Emitter trait and Event enum
#[async_trait]
pub trait Emitter: Send + Sync {
async fn emit(&self, event: Event<'_>) -> Result<(), EmitError>;
}
pub enum Event<'a> {
// Lifecycle
Started { request_id: Uuid, session_id: Option<SessionId>, agent: Option<&'a str> },
Finished { outcome: &'a RunOutcome },
// Assistant output
AssistantDelta(&'a str),
AssistantMessageEnd { full_text: &'a str },
// Tool calls
ToolCall { id: &'a str, name: &'a str, args: &'a str },
ToolResult { id: &'a str, name: &'a str, result: &'a str, is_error: bool },
// Auto-continuation
AutoContinueTriggered { count: usize, max: usize, remaining_todos: usize },
// Session lifecycle signals
SessionCompressing,
SessionCompressed { tokens_saved: Option<usize> },
SessionAutonamed(&'a str),
// Informational
Info(&'a str),
Warning(&'a str),
// Errors
Error(&'a CoreError),
}
pub enum EmitError {
ClientDisconnected,
WriteFailed(std::io::Error),
}
Three implementations ship in Phase 2; two are stubs, one is real:
TerminalEmitter(real) — wraps today'sSseHandler→markdown_stream/raw_streampath. This is the bulk of Phase 2's work; see "Terminal rendering details" below.NullEmitter(stub, for tests) — drops all events on the floor.CollectingEmitter(stub, for tests and future JSON API) — appends events to aVec<OwnedEvent>for later inspection.

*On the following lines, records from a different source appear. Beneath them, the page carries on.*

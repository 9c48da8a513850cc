use crate::api::server::serve;
use crate::core::AppConfig;

pub async fn run(host: String, port: String) {
    let config = AppConfig::default();
    serve(host, port, config).await;
}
//! Router for the teach-back API: starting a session, answering the next
//! question, and ending with feedback.

use std::sync::{Arc, RwLock};

use axum::{
    Router,
    extract::State,
    response::{IntoResponse, Json, Response},
    routing::post,
};
use http::StatusCode;

use super::public;
use crate::ai::persona::{Difficulty, GradeBand};
use crate::ai::teachback::{
    NEEDS_ANSWER_MESSAGE, answered_questions, feedback_prompt, intro_prompt, is_end_message,
    next_question_nudge,
};
use crate::anthropic::{ChatMessage, Role, complete};
use crate::api::public::ErrorResponse;
use crate::api::state::AppState;
use crate::core::AppConfig;

type SharedState = Arc<RwLock<AppState>>;

struct AiSettings {
    api_url: String,
    api_key: String,
    model: String,
}

fn ai_settings(state: &SharedState) -> AiSettings {
    let shared_state = state.read().expect("Unable to read share state");
    let AppConfig {
        anthropic_api_url,
        anthropic_api_key,
        anthropic_model,
        ..
    } = &shared_state.config;
    AiSettings {
        api_url: anthropic_api_url.clone(),
        api_key: anthropic_api_key.clone(),
        model: anthropic_model.clone(),
    }
}

fn error_response(status: StatusCode, error: &str) -> Response {
    (
        status,
        Json(ErrorResponse {
            error: error.to_string(),
        }),
    )
        .into_response()
}

fn ai_error_response(e: anyhow::Error) -> Response {
    tracing::error!("Teach-back completion failed: {}", e);
    error_response(
        StatusCode::BAD_GATEWAY,
        &format!("Failed to get response from AI: {}", e),
    )
}

/// Start a session: build the persona prompt and get the first question.
async fn start_handler(
    State(state): State<SharedState>,
    Json(payload): Json<public::TeachbackStartRequest>,
) -> Result<Response, crate::api::public::ApiError> {
    let topic = payload.topic.unwrap_or_default();
    if topic.trim().is_empty() {
        return Ok(error_response(StatusCode::BAD_REQUEST, "Topic is required"));
    }

    let Some(grade) = GradeBand::from_level(payload.grade.unwrap_or(1)) else {
        return Ok(error_response(
            StatusCode::BAD_REQUEST,
            "Grade must be between 1 and 13",
        ));
    };
    let difficulty = payload.difficulty.unwrap_or_else(|| "normal".to_string());
    let Some(difficulty) = Difficulty::from_name(&difficulty) else {
        return Ok(error_response(
            StatusCode::BAD_REQUEST,
            "Difficulty must be easy, normal or difficult",
        ));
    };

    let settings = ai_settings(&state);
    if settings.api_key.is_empty() {
        return Ok(error_response(
            StatusCode::INTERNAL_SERVER_ERROR,
            "API key not configured",
        ));
    }

    // The intro prompt seeds the conversation but is not part of the
    // visible transcript afterwards.
    let intro = intro_prompt(topic.trim(), grade, difficulty)?;
    let seed = vec![ChatMessage::new(Role::User, &intro)];

    let resp = match complete(&seed, &settings.api_url, &settings.api_key, &settings.model).await {
        Ok(content) => {
            let reply = ChatMessage::new(Role::Assistant, &content);
            Json(public::TeachbackStartResponse {
                transcript: vec![public::ChatMessagePayload::from_message(&reply)],
                reply: content,
            })
            .into_response()
        }
        Err(e) => ai_error_response(e),
    };

    Ok(resp)
}

/// Answer the current question, or type "end" to finish with feedback.
async fn message_handler(
    State(state): State<SharedState>,
    Json(payload): Json<public::TeachbackMessageRequest>,
) -> Result<Response, crate::api::public::ApiError> {
    let topic = payload.topic.unwrap_or_default();
    if topic.trim().is_empty() {
        return Ok(error_response(StatusCode::BAD_REQUEST, "Topic is required"));
    }
    let message = payload.message.unwrap_or_default();
    if message.trim().is_empty() {
        return Ok(error_response(
            StatusCode::BAD_REQUEST,
            "Message is required",
        ));
    }

    let mut transcript: Vec<ChatMessage> = Vec::new();
    for entry in payload.transcript.unwrap_or_default() {
        match entry.to_message() {
            Some(m) => transcript.push(m),
            None => {
                return Ok(error_response(
                    StatusCode::BAD_REQUEST,
                    &format!("Unknown message role: {}", entry.role),
                ));
            }
        }
    }

    let settings = ai_settings(&state);
    if settings.api_key.is_empty() {
        return Ok(error_response(
            StatusCode::INTERNAL_SERVER_ERROR,
            "API key not configured",
        ));
    }

    if is_end_message(&message) {
        // Feedback needs at least one answered question; refuse without
        // calling the AI otherwise.
        if answered_questions(&transcript) == 0 {
            let notice = ChatMessage::new(Role::Assistant, NEEDS_ANSWER_MESSAGE);
            transcript.push(notice);
            return Ok(Json(public::TeachbackMessageResponse {
                transcript: transcript
                    .iter()
                    .map(public::ChatMessagePayload::from_message)
                    .collect(),
                reply: NEEDS_ANSWER_MESSAGE.to_string(),
                ended: false,
                feedback: None,
            })
            .into_response());
        }

        let mut request = transcript.clone();
        request.push(ChatMessage::new(Role::User, &feedback_prompt(topic.trim())?));

        let resp = match complete(
            &request,
            &settings.api_url,
            &settings.api_key,
            &settings.model,
        )
        .await
        {
            Ok(content) => {
                // The feedback request itself stays out of the transcript.
                transcript.push(ChatMessage::new(Role::Assistant, &content));
                Json(public::TeachbackMessageResponse {
                    transcript: transcript
                        .iter()
                        .map(public::ChatMessagePayload::from_message)
                        .collect(),
                    reply: content.clone(),
                    ended: true,
                    feedback: Some(content),
                })
                .into_response()
            }
            Err(e) => ai_error_response(e),
        };
        return Ok(resp);
    }

    transcript.push(ChatMessage::new(Role::User, message.trim()));

    // The nudge keeps the model from commenting on the answer; it is sent
    // with the request but not persisted.
    let mut request = transcript.clone();
    request.push(next_question_nudge()?);

    let resp = match complete(
        &request,
        &settings.api_url,
        &settings.api_key,
        &settings.model,
    )
    .await
    {
        Ok(content) => {
            transcript.push(ChatMessage::new(Role::Assistant, &content));
            Json(public::TeachbackMessageResponse {
                transcript: transcript
                    .iter()
                    .map(public::ChatMessagePayload::from_message)
                    .collect(),
                reply: content,
                ended: false,
                feedback: None,
            })
            .into_response()
        }
        Err(e) => ai_error_response(e),
    };

    Ok(resp)
}

/// Create the teach-back router
pub fn router() -> Router<SharedState> {
    Router::new()
        .route("/start", post(start_handler))
        .route("/message", post(message_handler))
}
//! Classifying each grid slot against locally known events and the free
//! slots reported by the backend.

use serde::Serialize;

use crate::calendar::{EventRecord, FreeSlot};
use crate::schedule::grid::TimeSlot;

/// How a grid slot relates to the known events and free slots. An event
/// match is authoritative: a slot that is both occupied and inside a
/// reported free interval is `HasEvent`, and the booking affordance is
/// suppressed there.
#[derive(Debug, Clone, Copy, PartialEq, Eq, Serialize)]
#[serde(rename_all = "snake_case")]
pub enum SlotStatus {
    HasEvent,
    IsFree,
    Unknown,
}

impl SlotStatus {
    /// A slot can only be booked from a reported free interval.
    pub fn is_bookable(&self) -> bool {
        matches!(self, SlotStatus::IsFree)
    }
}

// Containment is by truncated starting hour only: a 9:30-10:30 event
// occupies the 09:00 slot and not the 10:00 slot. Unparseable bounds
// never match.
fn event_occupies(event: &EventRecord, slot: TimeSlot) -> bool {
    match (event.start_hour(), event.end_hour()) {
        (Some(start), Some(end)) => (start..end).contains(&slot.hour()),
        _ => false,
    }
}

fn free_slot_covers(free: &FreeSlot, slot: TimeSlot) -> bool {
    match (free.start_hour(), free.end_hour()) {
        (Some(start), Some(end)) => (start..end).contains(&slot.hour()),
        _ => false,
    }
}

/// Classify one slot. `events` must already be filtered to the selected
/// date by its canonical `YYYY-MM-DD` key.
pub fn classify_slot(slot: TimeSlot, events: &[EventRecord], free_slots: &[FreeSlot]) -> SlotStatus {
    if events.iter().any(|e| event_occupies(e, slot)) {
        return SlotStatus::HasEvent;
    }
    if free_slots.iter().any(|f| free_slot_covers(f, slot)) {
        return SlotStatus::IsFree;
    }
    SlotStatus::Unknown
}

/// Prefill for the creation modal opened from a free slot: the display
/// bounds of the first free interval covering it. `None` when the slot is
/// occupied or unknown, so occupied slots never offer creation.
pub fn booking_prefill(
    slot: TimeSlot,
    events: &[EventRecord],
    free_slots: &[FreeSlot],
) -> Option<(String, String)> {
    if !classify_slot(slot, events, free_slots).is_bookable() {
        return None;
    }
    free_slots
        .iter()
        .find(|f| free_slot_covers(f, slot))
        .and_then(|f| Some((f.display_start()?, f.display_end()?)))
}
//! HTTP client for the calendar free-busy backend.

use std::time::Duration;

use http::StatusCode;
use serde_json::{Value, json};
use thiserror::Error;
use uuid::Uuid;

use crate::calendar::types::{
    EventCandidate, EventRecord, FreeSlot, FreeTimeOutcome, FreeTimeQuery, parse_timestamp,
};

const REQUEST_TIMEOUT: Duration = Duration::from_secs(30);
const DEFAULT_EVENT_TITLE: &str = "Revision Event";

#[derive(Debug, Error)]
pub enum CalendarError {
    /// A required field is missing. No request is made.
    #[error("{0}")]
    Validation(String),
    /// The backend could not be reached or the exchange failed outright.
    #[error("Failed to reach the calendar service: {0}")]
    Transport(String),
    /// The response body did not match any expected shape.
    #[error("Unexpected calendar service response: {0}")]
    Format(String),
    /// The backend reported a failure of its own, surfaced verbatim.
    #[error("{0}")]
    Backend(String),
}

impl CalendarError {
    /// The HTTP status the API layer responds with for this error.
    pub fn status_code(&self) -> StatusCode {
        match self {
            CalendarError::Validation(_) | CalendarError::Backend(_) => StatusCode::BAD_REQUEST,
            CalendarError::Transport(_) | CalendarError::Format(_) => StatusCode::BAD_GATEWAY,
        }
    }
}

The JsonEmitter and SseEmitter implementations land in Phase 4 when the API server comes online.
RunOutcome
pub struct RunOutcome {
pub request_id: Uuid,
pub session_id: Option<SessionId>,
pub final_message: Option<String>,
pub tool_call_count: usize,
pub turns: usize,
pub compressed: bool,
pub autonamed: Option<String>,
pub auto_continued: usize,
}
RunOutcome is what CLI/REPL ignore but the future API returns as JSON. It records everything the caller might want to know about what happened during the run.
CoreError
pub enum CoreError {
InvalidRequest { msg: String },
InvalidState { expected: String, found: String },
NotFound { what: String, name: String },
Cancelled,
ProviderError { provider: String, msg: String },
ToolError { tool: String, msg: String },
EmitterError(EmitError),
Io(std::io::Error),
Other(anyhow::Error),
}
impl CoreError {
pub fn is_retryable(&self) -> bool { /* ... */ }
pub fn http_status(&self) -> u16 { /* for future API use */ }
pub fn terminal_message(&self) -> String { /* for TerminalEmitter */ }
}
Terminal Rendering Details
The TerminalEmitter is the most delicate part of Phase 2 because it has to preserve every pixel of today's REPL/CLI behavior. Here's the mental model:
Today's flow:
LLM client → mpsc::Sender<SseEvent> → SseHandler → render_stream
├─ markdown_stream (if highlight)
└─ raw_stream (else)
Both markdown_stream and raw_stream write directly to stdout via crossterm, managing cursor positions, line clears, and incremental markdown parsing themselves.
Target flow:
LLM client → mpsc::Sender<SseEvent> → SseHandler → TerminalEmitter::emit(Event::AssistantDelta)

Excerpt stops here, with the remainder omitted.